The release command is similar to build but as rust release builds take longer it's not intended to be used as part of the development flow.

It's designed to enable developers to confirm what the released artifact will contain.

See the complete list of options for release by executing the following

roche release --help

simple

If you a looking for a quick end to end guide to get up and running then please refer to the simple tutorial. This section aims to outline some of the detail behind that tutorial.

In the default scenario release can be executed from either the project root or the same folder with the function file in.

roche release

you must ensure that you are logged into docker or podman if you don't provide a --tag option

details

Behind the scenes there are 4 things going on.

  1. A Dockerfile is created in memory and piped to the docker command on the local machine.

  2. The Dockerfile contains the build system for the function that has been compiled previously so dependencies are ready made.

  3. The final build artefact is then passed to the runtime image to ensure a clean build is achieved.

  4. Docker then applies the tag to the built image.

This is a sample Dockerfile that drives this flow.

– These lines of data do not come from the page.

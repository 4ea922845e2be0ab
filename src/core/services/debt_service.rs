use tracing::debug;
use uuid::Uuid;

use crate::core::drafts::DebtDraft;
use crate::domain::{AppData, Debt, DebtStatus, Displayable};
use crate::errors::FinTrackError;

use super::transaction_service::{parse_or_nil, resolve_prefix};
use super::ServiceResult;

pub struct DebtService;

impl DebtService {
    /// Validates the draft and prepends a new pending debt.
    pub fn add(data: &mut AppData, draft: &DebtDraft) -> ServiceResult<Uuid> {
        let debt = draft.build()?;
        let id = data.add_debt(debt);
        debug!(%id, "debt added");
        Ok(id)
    }

    /// Replaces the editable fields in place. Status is carried over.
    pub fn update(data: &mut AppData, id: Uuid, draft: &DebtDraft) -> ServiceResult<()> {
        if data.debt(id).is_none() {
            return Err(FinTrackError::DebtNotFound(id));
        }
        let mut replacement = draft.build()?;
        replacement.id = id;
        data.replace_debt(replacement);
        debug!(%id, "debt updated");
        Ok(())
    }

    pub fn toggle_status(data: &mut AppData, id: Uuid) -> ServiceResult<DebtStatus> {
        let status = data
            .toggle_debt_status(id)
            .ok_or(FinTrackError::DebtNotFound(id))?;
        debug!(%id, %status, "debt status toggled");
        Ok(status)
    }

    /// Removes the debt identified by `id`. Unknown ids are a no-op.
    pub fn remove(data: &mut AppData, id: Uuid) -> Option<Debt> {
        let removed = data.remove_debt(id);
        if let Some(debt) = &removed {
            debug!(record = %debt.display_label(), "debt removed");
        }
        removed
    }

    pub fn resolve(data: &AppData, needle: &str) -> ServiceResult<Uuid> {
        resolve_prefix(&data.debts, needle)
            .ok_or_else(|| FinTrackError::DebtNotFound(parse_or_nil(needle)))
    }

    pub fn list(data: &AppData) -> Vec<&Debt> {
        data.debts.iter().collect()
    }
}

FROM quay.io/roche/default:1.0.0 as builder
COPY functions.rs /app-build/src/app
RUN cargo build --release
FROM quay.io/roche/alpine:3.12
RUN apk add --no-cache libgcc
RUN addgroup -S rocheuser && adduser -S rocheuser -G rocheuser
WORKDIR "/app"
COPY --from=builder --chown=rocheuser /app-build/run.sh /app-build/Cargo.toml /app-build/target/release/roche-service ./
USER rocheuser
ENV PORT 8080
EXPOSE 8080

The options allow you to override the two images used in the from clauses as well as the output container tag

roche build \
--buildimage quay.io/roche/default:1.0.0 \
--runtime quay.io/roche/alpine:3.12 \
--tag namespace/buildname:version

environment files

While Roche supports environment files for dev builds they are not included in the release build. This is to prevent sensitive information being managed incorrectly in production environments.